Crucially, the reward is computed automatically—no human in the loop. This makes the approach scalable, consistent, and ideal for domains where expert labeling is costly.

Proven Performance Gains

Visual-RFT demonstrates remarkable improvements across multiple benchmarks:

+24.3% accuracy over SFT in one-shot fine-grained image classification (e.g., distinguishing aircraft models with only ~100 samples).
+21.9 mAP on COCO two-shot object detection.
+15.4 mAP on LVIS few-shot detection.

These results highlight Visual-RFT’s ability to extract maximum utility from minimal data—making it especially valuable for low-resource or rapidly evolving visual domains.

Getting Started: Practical Integration

Visual-RFT is designed for ease of adoption:

Base Models

Currently supports Qwen2-VL and Qwen2.5-VL (2B and 7B variants).

Data Format

You can use either:

HuggingFace Datasets (pre-built for COCO, LVIS, Flowers, Cars, etc.)
Custom JSON files with fields: image, problem, and solution

The project includes scripts to build your own dataset from scratch (dataset/build_dataset.ipynb).

Training

Training is lightweight:

For datasets with ~100–1,000 samples, 200 optimization steps are often sufficient.
Use the provided grpo.py script with GRPO configuration.
Multi-GPU support via torchrun and DeepSpeed (ZeRO-3).
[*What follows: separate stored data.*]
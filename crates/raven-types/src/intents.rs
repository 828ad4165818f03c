//! Control intents from the external UI (design spec §6 "Control intents").
//!
//! The UI is an external collaborator; it drives the core exclusively
//! through these intents and observes it exclusively through
//! [`crate::events::CoreEvent`].

use serde::{Deserialize, Serialize};

use crate::PeerId;

#[derive(Clone, Debug, Serialize, Deserialize)]
pub enum ControlIntent {
    JoinChannel { name: String, password: Option<String> },
    LeaveChannel { name: String },
    SwitchChannel { name: Option<String> },
    SendPublic { content: String, mentions: Vec<String>, channel: Option<String> },
    SendPrivate { content: String, peer_id: PeerId, message_id: Option<[u8; 16]> },
    StartPrivate { peer_id: PeerId },
    ToggleFavorite { peer_id: PeerId },
    SetNickname { nickname: String },
    TeleportToGeohash { geohash: String },
    Block { peer_id: PeerId },
    Unblock { peer_id: PeerId },
    PanicClearAll,
}

/// Result of executing a [`ControlIntent`].
#[derive(Clone, Debug, Serialize, Deserialize)]
pub struct IntentResult {
    pub ok: bool,
    pub error: Option<String>,
}

impl IntentResult {
    pub fn ok() -> Self {
        Self { ok: true, error: None }
    }

    pub fn err(message: impl Into<String>) -> Self {
        Self { ok: false, error: Some(message.into()) }
    }
}
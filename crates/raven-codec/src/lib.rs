//! # raven-codec
//!
//! Wire encoding for the Raven mesh protocol.
//!
//! - **Packet codec** ([`wire`]) — the fixed binary header plus
//!   length-prefixed payload and optional signature, and the canonical
//!   signing-bytes form.
//! - **Noise payload TLV codec** ([`payload`]) — CBOR-encoded TLV bodies
//!   carried inside a decrypted `NOISE_ENCRYPTED` packet.
//! - **CBOR helpers** ([`cbor`]) — thin [`ciborium`] wrappers shared by the
//!   above.
//! - **Fragmenter** ([`fragment`]) — splits oversized packets into
//!   `FRAGMENT`-type packets and reassembles them on the receive side.

pub mod cbor;
pub mod fragment;
pub mod payload;
pub mod wire;

/// Error type for codec operations.
#[derive(Debug, thiserror::Error)]
pub enum CodecError {
    /// The buffer ended before a declared field could be read.
    #[error("truncated packet")]
    Truncated,

    /// `version` byte did not match a known [`raven_types::packet::ProtocolVersion`].
    #[error("unsupported protocol version {0}")]
    UnsupportedVersion(u8),

    /// `type` byte did not match a known [`raven_types::packet::PacketType`].
    #[error("unknown packet type {0}")]
    UnknownType(u8),

    /// Declared payload length exceeded the buffer or the configured maximum.
    #[error("payload too large: {0} bytes")]
    PayloadTooLarge(usize),

    /// A `REQUEST_SYNC` or `FRAGMENT` reassembly buffer exceeded its deadline.
    #[error("reassembly timed out for transfer {0}")]
    ReassemblyTimeout(String),

    /// Two fragments declared the same index with different bytes.
    #[error("fragment overlap at index {0}")]
    FragmentOverlap(u16),

    /// Reassembled bytes did not match the fragment set's declared total size.
    #[error("fragment size mismatch")]
    SizeMismatch,

    /// CBOR serialization error.
    #[error("serialization error: {0}")]
    Serialization(String),

    /// CBOR deserialization error.
    #[error("deserialization error: {0}")]
    Deserialization(String),
}

pub type Result<T> = std::result::Result<T, CodecError>;
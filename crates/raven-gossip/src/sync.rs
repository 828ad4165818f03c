//! REQUEST_SYNC scheduling and per-(peer, direction) rate limiting
//! (design spec §4.9).

use std::collections::HashMap;

use raven_types::PeerId;
use tracing::debug;

/// Interval between periodic sync rounds with each directly connected peer.
pub const PERIODIC_SYNC_INTERVAL_MS: u64 = 20_000;

/// Delay before the first sync round with a newly direct neighbor.
pub const INITIAL_SYNC_DELAY_MS: u64 = 1_000;

/// Which side of a REQUEST_SYNC exchange is being rate-limited.
#[derive(Clone, Copy, Debug, PartialEq, Eq, Hash)]
pub enum SyncDirection {
    /// We are sending a REQUEST_SYNC to this peer.
    Outbound,
    /// This peer sent us a REQUEST_SYNC.
    Inbound,
}

/// Tracks when each directly connected peer is next due for a sync round,
/// and rate-limits REQUEST_SYNC traffic per (peer, direction).
#[derive(Default)]
pub struct SyncScheduler {
    next_due_ms: HashMap<PeerId, u64>,
    last_request_ms: HashMap<(PeerId, SyncDirection), u64>,
}

impl SyncScheduler {
    pub fn new() -> Self {
        Self::default()
    }

    /// Schedule the bootstrap sync for a newly direct neighbor, firing
    /// [`INITIAL_SYNC_DELAY_MS`] from now rather than waiting a full
    /// periodic interval.
    pub fn schedule_initial_sync(&mut self, peer_id: PeerId, now_ms: u64) {
        debug!(peer_id = ?peer_id, "scheduling initial sync");
        self.next_due_ms.insert(peer_id, now_ms + INITIAL_SYNC_DELAY_MS);
    }

    /// Peers whose sync round is due at `now_ms`. Each returned peer is
    /// immediately rescheduled for the next periodic interval.
    pub fn due_peers(&mut self, now_ms: u64) -> Vec<PeerId> {
        let due: Vec<PeerId> =
            self.next_due_ms.iter().filter(|(_, &due_at)| now_ms >= due_at).map(|(peer, _)| *peer).collect();
        for peer_id in &due {
            self.next_due_ms.insert(*peer_id, now_ms + PERIODIC_SYNC_INTERVAL_MS);
        }
        due
    }

    /// Drop scheduling state for a peer that disconnected.
    pub fn forget(&mut self, peer_id: &PeerId) {
        self.next_due_ms.remove(peer_id);
        self.last_request_ms.retain(|(p, _), _| p != peer_id);
    }

    /// Whether a REQUEST_SYNC in `direction` with `peer_id` is allowed at
    /// `now_ms`, given the minimum spacing between rounds. If allowed,
    /// records the attempt.
    pub fn try_allow(&mut self, peer_id: PeerId, direction: SyncDirection, now_ms: u64) -> bool {
        let key = (peer_id, direction);
        let allowed = match self.last_request_ms.get(&key) {
            Some(&last) => now_ms.saturating_sub(last) >= PERIODIC_SYNC_INTERVAL_MS,
            None => true,
        };
        if allowed {
            self.last_request_ms.insert(key, now_ms);
        }
        allowed
    }
}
Memory Tips: If you hit OOM errors:

Reduce --num_generations (default: 8 → try 4)
Enable --gradient_checkpointing
Use zero3_offload.json for CPU offloading
Lower image resolution via --max_pixels

Evaluation

Built-in evaluation suites for:

COCO and LVIS object detection
Fine-grained classification (Flowers, Aircraft, Cars, Pets)
Reasoning grounding (e.g., LISA dataset)

Each evaluation script outputs standard metrics (mAP, accuracy) and supports multi-GPU inference.

When to Use (and Not Use) Visual-RFT

✅ Ideal For:

Few-shot or one-shot visual tasks with limited labeled data
Structured output tasks where correctness is objectively measurable (e.g., bounding boxes, class labels)
Domain adaptation where collecting new labels is expensive
Projects requiring transparent, reward-driven learning without human feedback

⚠️ Limitations to Consider:

Base model dependency: Only Qwen2-VL variants are officially supported.
Reward design requirement: Your task must have a clear, automated metric (e.g., IoU, exact match). Tasks without verifiable outputs (e.g., subjective image captioning) aren’t suitable.
Hardware needs: Training and evaluation benefit from multi-GPU setups (≥2 GPUs recommended).
License: Code and data are for non-commercial research only (CC BY-NC 4.0).

Summary

Visual-RFT redefines how we fine-tune vision-language models under data scarcity. By replacing manual labels with automated, task-specific rewards and leveraging stable policy optimization, it unlocks strong performance in few-shot detection, grounding, and classification—areas where traditional methods falter. With full code, data, and evaluation tooling open-sourced, it’s ready for integration into research pipelines tackling real-world visual reasoning challenges. If your project operates in a low-data, high-stakes visual domain, Visual-RFT is a powerful tool worth exploring.